<<<<

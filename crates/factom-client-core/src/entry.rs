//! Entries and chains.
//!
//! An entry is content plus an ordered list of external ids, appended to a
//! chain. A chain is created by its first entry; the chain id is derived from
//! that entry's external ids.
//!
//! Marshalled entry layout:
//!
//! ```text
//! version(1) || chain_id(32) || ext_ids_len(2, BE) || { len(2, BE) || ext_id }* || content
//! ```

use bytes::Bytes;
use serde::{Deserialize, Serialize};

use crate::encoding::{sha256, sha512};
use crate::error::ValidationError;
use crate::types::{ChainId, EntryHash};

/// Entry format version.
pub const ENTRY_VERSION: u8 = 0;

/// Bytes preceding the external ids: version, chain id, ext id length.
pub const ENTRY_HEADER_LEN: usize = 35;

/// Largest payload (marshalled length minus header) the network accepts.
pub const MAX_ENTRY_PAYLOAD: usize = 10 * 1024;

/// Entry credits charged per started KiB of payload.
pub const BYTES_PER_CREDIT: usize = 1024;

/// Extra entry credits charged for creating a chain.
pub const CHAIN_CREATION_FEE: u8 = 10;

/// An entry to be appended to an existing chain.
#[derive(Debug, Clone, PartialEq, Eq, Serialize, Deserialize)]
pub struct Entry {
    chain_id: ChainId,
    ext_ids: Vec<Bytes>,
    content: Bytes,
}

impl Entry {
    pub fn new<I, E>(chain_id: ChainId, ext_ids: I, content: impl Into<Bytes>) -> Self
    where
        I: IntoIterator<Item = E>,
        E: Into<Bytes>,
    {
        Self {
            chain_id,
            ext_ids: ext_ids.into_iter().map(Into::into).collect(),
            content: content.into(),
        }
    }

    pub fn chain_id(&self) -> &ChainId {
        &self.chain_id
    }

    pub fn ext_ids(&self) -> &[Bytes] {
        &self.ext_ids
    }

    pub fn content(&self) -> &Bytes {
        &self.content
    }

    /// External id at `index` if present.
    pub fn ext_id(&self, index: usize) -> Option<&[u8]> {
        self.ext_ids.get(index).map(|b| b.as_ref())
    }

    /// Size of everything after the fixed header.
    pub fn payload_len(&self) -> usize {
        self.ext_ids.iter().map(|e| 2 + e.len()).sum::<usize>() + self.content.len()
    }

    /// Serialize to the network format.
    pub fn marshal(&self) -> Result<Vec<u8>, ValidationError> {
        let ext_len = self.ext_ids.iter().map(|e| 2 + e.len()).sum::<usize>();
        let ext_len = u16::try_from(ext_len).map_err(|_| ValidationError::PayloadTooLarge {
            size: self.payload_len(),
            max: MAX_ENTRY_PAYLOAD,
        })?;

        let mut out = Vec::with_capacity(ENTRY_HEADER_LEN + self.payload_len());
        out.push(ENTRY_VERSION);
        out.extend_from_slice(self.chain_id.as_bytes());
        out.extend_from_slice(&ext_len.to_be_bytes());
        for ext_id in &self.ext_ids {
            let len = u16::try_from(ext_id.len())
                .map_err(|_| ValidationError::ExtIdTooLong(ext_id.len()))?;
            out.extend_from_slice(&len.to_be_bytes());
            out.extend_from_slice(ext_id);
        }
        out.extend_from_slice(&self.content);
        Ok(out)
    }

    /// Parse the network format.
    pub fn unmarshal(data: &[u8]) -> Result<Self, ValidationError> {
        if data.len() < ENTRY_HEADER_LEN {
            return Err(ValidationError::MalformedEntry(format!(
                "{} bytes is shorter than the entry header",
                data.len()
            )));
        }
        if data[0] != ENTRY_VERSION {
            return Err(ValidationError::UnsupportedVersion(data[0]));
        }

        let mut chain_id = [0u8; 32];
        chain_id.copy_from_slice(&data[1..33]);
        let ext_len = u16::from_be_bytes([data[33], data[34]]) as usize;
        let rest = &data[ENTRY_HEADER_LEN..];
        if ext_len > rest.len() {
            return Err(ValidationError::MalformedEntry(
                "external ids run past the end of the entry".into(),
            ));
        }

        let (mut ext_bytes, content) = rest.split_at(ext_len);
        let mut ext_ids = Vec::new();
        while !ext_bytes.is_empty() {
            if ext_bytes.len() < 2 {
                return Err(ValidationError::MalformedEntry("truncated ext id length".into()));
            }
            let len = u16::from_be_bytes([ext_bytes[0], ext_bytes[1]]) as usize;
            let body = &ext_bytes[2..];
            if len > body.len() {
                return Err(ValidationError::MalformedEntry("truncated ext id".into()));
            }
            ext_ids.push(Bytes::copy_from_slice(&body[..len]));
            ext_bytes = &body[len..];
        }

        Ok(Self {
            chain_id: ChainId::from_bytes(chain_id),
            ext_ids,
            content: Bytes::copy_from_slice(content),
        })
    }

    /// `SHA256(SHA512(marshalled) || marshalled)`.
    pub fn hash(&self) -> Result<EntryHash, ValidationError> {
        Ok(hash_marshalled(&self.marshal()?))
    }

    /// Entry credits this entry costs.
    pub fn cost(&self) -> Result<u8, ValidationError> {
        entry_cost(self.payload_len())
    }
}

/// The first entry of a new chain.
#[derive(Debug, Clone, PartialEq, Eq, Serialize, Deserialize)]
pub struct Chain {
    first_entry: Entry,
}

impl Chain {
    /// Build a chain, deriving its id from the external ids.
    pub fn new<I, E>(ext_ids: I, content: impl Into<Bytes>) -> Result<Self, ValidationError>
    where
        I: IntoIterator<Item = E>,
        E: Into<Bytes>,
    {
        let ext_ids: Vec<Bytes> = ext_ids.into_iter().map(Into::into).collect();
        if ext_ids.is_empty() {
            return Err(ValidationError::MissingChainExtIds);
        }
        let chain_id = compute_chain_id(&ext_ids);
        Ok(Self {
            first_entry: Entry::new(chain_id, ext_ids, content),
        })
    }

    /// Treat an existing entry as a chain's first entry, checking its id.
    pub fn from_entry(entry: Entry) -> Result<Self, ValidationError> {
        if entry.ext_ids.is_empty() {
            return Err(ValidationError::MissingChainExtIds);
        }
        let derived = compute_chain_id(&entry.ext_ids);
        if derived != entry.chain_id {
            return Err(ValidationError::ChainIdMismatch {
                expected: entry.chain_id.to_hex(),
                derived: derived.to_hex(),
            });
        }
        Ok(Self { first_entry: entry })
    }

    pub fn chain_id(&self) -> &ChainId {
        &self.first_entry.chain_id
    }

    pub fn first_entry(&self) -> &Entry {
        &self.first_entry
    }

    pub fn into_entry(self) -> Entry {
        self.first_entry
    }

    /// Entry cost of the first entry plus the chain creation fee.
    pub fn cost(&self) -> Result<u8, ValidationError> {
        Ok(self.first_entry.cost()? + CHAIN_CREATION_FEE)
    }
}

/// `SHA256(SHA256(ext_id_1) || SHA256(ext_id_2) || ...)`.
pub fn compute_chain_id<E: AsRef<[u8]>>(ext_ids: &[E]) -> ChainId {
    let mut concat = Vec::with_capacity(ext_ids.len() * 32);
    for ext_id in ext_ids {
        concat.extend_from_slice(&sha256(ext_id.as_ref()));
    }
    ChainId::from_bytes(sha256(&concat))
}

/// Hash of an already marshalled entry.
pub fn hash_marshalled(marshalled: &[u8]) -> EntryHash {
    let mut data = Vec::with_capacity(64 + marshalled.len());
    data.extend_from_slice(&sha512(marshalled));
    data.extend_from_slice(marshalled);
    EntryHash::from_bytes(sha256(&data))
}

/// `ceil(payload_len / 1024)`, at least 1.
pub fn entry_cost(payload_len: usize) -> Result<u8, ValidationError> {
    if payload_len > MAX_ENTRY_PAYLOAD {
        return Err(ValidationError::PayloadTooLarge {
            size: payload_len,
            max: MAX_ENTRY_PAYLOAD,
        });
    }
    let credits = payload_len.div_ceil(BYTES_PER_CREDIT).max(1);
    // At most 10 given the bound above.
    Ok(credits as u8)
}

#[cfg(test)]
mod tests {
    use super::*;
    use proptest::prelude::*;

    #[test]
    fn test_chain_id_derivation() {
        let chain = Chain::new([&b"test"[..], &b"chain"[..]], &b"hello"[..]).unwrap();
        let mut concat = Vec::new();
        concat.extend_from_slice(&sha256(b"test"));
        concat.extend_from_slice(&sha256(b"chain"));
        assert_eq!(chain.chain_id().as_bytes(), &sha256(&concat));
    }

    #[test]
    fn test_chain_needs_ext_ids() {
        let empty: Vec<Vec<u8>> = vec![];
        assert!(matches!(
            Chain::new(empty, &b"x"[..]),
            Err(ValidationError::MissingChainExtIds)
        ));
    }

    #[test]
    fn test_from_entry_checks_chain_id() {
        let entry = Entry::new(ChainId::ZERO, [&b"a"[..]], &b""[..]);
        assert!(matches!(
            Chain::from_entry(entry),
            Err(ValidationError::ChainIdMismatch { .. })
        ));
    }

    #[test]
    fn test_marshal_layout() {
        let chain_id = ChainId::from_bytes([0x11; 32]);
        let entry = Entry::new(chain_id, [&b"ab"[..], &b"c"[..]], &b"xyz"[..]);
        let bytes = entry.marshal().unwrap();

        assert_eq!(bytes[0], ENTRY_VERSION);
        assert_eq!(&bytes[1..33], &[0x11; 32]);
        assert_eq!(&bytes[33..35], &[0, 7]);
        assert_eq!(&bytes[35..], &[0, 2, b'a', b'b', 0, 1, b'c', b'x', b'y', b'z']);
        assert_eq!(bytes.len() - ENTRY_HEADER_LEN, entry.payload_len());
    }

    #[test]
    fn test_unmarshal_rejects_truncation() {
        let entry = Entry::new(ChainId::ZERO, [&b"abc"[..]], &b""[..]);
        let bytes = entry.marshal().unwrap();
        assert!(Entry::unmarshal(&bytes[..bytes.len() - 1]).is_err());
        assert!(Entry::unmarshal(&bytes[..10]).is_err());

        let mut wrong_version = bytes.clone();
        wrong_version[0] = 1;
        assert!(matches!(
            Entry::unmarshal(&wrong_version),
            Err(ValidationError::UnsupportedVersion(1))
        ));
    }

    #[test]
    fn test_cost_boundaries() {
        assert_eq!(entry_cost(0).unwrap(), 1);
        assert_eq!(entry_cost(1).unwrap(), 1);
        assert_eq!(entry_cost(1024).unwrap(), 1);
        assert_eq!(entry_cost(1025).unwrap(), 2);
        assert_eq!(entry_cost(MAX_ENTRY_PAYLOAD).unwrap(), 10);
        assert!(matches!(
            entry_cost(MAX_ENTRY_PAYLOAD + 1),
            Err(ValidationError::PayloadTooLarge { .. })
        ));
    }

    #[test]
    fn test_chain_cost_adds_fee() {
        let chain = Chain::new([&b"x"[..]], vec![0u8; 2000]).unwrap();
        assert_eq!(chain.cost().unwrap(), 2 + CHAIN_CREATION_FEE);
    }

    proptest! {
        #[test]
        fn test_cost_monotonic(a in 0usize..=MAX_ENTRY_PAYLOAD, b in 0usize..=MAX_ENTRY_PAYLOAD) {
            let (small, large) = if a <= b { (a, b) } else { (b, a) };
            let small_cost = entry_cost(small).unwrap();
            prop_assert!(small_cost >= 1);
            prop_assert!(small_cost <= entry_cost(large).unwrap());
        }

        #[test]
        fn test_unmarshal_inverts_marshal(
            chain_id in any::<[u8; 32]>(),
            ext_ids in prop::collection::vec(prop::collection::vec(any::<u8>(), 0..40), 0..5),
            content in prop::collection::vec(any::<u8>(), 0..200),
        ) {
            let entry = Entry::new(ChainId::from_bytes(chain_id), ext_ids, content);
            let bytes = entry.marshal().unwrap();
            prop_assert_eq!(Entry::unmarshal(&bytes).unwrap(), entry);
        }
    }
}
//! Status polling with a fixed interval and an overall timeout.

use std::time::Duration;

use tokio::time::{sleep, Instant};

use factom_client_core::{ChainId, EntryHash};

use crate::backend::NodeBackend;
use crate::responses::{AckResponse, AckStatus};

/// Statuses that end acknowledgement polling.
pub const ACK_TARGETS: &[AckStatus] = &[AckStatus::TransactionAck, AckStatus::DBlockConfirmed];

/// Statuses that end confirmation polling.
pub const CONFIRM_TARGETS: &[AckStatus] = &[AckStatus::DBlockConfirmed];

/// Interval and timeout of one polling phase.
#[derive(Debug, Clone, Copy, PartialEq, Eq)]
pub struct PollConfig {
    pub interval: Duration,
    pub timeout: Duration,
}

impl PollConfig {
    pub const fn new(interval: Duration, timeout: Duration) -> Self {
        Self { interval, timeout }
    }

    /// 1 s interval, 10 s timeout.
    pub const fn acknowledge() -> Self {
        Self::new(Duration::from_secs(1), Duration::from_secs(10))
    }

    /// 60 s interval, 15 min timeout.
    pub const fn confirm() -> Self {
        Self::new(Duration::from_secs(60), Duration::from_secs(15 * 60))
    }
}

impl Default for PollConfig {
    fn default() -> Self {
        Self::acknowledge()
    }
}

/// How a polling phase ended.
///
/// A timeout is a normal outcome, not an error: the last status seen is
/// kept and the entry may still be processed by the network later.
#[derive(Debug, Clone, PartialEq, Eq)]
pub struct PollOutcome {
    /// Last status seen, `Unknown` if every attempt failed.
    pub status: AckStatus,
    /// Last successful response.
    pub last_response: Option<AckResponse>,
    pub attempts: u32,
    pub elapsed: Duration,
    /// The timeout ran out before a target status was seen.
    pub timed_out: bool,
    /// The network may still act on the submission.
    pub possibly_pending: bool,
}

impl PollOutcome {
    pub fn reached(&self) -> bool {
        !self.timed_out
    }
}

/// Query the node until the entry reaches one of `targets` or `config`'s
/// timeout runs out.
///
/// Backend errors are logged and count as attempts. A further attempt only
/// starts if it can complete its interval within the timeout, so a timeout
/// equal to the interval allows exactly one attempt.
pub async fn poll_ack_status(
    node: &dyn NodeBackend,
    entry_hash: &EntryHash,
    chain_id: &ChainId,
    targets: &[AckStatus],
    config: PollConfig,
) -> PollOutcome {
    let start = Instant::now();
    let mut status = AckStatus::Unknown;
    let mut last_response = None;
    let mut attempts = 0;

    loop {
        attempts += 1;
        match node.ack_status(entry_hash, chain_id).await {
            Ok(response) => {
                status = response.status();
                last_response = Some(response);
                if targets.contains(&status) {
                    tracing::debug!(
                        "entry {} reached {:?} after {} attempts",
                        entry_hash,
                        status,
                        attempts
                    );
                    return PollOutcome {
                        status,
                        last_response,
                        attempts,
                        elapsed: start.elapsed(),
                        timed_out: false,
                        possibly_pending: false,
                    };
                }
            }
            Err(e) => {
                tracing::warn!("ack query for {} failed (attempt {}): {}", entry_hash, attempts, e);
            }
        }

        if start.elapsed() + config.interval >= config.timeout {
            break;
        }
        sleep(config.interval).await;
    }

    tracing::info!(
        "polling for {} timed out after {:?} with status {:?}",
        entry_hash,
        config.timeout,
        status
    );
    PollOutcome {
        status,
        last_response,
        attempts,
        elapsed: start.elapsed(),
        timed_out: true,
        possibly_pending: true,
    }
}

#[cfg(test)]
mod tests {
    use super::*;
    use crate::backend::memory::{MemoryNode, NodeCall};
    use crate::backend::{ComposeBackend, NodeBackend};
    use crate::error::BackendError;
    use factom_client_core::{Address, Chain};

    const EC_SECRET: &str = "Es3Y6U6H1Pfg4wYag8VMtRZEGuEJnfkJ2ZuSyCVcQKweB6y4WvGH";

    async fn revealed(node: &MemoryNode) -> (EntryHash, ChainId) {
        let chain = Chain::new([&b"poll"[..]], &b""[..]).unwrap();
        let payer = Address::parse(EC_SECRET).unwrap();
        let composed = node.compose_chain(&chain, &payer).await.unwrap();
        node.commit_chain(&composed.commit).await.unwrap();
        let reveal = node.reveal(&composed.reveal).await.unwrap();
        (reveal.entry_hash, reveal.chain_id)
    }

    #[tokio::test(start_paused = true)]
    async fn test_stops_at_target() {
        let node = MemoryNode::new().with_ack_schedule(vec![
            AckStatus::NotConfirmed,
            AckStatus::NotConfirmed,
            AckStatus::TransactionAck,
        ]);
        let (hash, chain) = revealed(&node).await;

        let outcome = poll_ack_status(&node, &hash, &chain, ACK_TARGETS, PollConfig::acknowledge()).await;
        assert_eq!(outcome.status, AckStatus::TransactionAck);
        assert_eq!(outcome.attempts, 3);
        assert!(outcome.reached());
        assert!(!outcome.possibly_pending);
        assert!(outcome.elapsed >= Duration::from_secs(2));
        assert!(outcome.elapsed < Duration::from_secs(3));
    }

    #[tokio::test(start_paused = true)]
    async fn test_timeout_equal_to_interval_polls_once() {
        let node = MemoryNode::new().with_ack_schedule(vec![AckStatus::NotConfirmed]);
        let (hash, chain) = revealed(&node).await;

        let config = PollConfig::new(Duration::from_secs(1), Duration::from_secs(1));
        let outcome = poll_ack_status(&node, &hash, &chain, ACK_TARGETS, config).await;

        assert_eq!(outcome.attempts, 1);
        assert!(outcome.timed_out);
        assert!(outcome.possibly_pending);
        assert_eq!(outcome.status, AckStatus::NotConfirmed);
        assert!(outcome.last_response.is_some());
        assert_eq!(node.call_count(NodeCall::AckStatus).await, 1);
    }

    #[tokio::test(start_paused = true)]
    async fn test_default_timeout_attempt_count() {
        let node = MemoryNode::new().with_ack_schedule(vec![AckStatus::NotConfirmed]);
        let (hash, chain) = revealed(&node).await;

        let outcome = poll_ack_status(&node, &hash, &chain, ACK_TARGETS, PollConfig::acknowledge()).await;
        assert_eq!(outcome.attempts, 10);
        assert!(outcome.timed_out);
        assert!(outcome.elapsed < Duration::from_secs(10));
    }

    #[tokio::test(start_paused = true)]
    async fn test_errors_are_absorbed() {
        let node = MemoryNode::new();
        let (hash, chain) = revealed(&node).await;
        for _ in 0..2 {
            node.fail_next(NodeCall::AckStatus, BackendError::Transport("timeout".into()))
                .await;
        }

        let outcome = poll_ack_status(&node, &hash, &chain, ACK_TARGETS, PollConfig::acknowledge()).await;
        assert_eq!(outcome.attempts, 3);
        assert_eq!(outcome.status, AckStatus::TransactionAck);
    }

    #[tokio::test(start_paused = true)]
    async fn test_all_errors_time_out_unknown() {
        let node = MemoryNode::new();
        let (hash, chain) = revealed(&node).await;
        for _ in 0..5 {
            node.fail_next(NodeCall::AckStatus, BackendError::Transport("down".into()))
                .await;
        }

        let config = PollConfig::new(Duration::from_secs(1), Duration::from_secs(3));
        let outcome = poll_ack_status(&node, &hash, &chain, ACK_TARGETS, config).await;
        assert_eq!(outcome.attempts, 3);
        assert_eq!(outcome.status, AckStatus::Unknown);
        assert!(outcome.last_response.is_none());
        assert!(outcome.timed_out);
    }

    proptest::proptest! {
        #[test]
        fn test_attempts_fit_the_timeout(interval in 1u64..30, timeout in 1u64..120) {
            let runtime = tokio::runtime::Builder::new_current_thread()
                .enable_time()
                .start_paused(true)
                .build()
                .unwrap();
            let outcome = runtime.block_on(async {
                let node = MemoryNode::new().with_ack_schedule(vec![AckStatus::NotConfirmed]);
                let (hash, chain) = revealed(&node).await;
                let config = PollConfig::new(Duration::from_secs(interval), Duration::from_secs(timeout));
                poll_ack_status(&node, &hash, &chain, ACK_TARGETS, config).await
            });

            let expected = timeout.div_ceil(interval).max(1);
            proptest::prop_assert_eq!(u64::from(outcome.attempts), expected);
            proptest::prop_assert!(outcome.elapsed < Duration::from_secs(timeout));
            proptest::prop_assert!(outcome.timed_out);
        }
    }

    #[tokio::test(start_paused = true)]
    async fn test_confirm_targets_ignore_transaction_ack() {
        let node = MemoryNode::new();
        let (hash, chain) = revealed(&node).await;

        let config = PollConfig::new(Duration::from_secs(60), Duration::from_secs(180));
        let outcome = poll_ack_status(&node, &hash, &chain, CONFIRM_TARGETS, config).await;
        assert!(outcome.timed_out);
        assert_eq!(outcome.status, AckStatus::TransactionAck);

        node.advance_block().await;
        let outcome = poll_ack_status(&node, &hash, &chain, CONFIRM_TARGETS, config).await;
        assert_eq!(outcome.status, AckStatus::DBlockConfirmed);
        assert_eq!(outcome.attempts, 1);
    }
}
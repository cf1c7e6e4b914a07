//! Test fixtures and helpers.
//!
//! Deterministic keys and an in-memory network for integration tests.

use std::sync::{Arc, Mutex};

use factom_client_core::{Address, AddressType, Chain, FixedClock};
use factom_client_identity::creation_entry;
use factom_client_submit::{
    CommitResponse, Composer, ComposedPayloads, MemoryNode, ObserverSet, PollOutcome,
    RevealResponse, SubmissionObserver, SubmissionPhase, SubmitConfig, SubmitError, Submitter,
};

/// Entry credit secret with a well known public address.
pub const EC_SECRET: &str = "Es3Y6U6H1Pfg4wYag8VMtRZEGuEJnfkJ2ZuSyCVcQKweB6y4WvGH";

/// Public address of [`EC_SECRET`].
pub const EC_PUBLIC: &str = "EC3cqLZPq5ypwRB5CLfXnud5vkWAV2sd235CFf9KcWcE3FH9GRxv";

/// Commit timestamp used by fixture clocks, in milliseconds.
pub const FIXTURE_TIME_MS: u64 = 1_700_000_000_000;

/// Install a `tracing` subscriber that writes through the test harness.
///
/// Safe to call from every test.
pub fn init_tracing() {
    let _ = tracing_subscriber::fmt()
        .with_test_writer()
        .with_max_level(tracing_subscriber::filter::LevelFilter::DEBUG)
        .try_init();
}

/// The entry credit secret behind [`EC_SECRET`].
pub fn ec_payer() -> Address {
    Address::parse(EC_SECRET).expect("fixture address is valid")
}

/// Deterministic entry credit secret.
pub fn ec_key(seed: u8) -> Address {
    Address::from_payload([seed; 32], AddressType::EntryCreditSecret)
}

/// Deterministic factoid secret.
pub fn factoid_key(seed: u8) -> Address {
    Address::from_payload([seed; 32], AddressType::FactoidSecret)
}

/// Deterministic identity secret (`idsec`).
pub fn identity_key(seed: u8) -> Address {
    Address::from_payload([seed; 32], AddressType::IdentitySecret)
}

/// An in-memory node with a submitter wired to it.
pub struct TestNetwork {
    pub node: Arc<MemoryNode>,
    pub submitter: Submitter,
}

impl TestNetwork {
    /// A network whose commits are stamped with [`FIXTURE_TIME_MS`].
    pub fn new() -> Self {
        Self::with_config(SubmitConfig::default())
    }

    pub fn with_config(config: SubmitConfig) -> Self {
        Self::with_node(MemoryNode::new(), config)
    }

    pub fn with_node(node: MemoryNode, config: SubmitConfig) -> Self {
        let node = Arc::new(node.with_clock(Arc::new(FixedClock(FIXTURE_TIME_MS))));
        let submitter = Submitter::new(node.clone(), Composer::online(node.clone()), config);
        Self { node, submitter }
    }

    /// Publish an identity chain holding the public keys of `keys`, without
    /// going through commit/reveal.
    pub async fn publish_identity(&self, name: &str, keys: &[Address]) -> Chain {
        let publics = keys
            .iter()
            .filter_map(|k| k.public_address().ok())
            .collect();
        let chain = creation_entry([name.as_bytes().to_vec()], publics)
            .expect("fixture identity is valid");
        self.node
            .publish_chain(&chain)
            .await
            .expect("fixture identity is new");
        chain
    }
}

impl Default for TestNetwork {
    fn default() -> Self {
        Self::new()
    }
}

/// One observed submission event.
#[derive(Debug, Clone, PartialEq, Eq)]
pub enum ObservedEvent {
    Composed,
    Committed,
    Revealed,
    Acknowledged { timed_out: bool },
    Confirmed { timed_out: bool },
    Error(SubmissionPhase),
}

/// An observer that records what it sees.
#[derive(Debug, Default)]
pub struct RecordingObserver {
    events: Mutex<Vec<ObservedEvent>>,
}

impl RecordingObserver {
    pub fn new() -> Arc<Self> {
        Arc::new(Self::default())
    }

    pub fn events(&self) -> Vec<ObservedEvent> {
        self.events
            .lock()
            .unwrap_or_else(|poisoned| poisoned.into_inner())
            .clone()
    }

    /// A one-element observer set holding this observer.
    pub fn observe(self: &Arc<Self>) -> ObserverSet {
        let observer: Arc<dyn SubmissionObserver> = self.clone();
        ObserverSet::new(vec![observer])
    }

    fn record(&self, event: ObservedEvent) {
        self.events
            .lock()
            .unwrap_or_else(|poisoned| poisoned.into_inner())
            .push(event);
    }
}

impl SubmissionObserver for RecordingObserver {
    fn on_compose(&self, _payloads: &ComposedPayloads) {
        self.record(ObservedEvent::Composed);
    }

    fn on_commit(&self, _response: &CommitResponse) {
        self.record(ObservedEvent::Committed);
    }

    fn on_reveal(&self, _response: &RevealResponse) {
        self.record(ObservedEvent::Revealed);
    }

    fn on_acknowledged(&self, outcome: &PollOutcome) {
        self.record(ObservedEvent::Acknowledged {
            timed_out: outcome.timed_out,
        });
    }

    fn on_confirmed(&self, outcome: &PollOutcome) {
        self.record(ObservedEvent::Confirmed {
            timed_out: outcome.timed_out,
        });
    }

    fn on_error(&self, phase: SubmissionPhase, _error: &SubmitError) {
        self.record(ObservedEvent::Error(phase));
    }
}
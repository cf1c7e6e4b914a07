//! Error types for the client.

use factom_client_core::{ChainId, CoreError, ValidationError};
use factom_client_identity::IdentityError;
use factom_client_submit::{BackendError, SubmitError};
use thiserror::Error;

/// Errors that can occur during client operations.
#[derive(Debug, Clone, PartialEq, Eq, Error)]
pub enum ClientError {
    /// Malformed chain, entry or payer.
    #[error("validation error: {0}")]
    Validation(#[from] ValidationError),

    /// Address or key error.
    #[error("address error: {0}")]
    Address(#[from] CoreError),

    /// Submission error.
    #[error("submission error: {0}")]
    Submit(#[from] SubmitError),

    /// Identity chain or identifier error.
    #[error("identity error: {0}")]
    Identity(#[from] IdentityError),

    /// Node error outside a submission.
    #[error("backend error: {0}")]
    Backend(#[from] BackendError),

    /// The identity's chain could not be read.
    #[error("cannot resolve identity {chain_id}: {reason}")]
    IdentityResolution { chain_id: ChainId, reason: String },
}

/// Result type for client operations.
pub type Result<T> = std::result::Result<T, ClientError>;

>>>>

Above are the records; from them, give again exactly the lines from the one containing "one polling phase." to the one containing "15 min timeout.", both lines included, and nothing more.

■ **SOLUTION TO THIS TASK**
/// Interval and timeout of one polling phase.
#[derive(Debug, Clone, Copy, PartialEq, Eq)]
pub struct PollConfig {
    pub interval: Duration,
    pub timeout: Duration,
}

impl PollConfig {
    pub const fn new(interval: Duration, timeout: Duration) -> Self {
        Self { interval, timeout }
    }

    /// 1 s interval, 10 s timeout.
    pub const fn acknowledge() -> Self {
        Self::new(Duration::from_secs(1), Duration::from_secs(10))
    }

    /// 60 s interval, 15 min timeout.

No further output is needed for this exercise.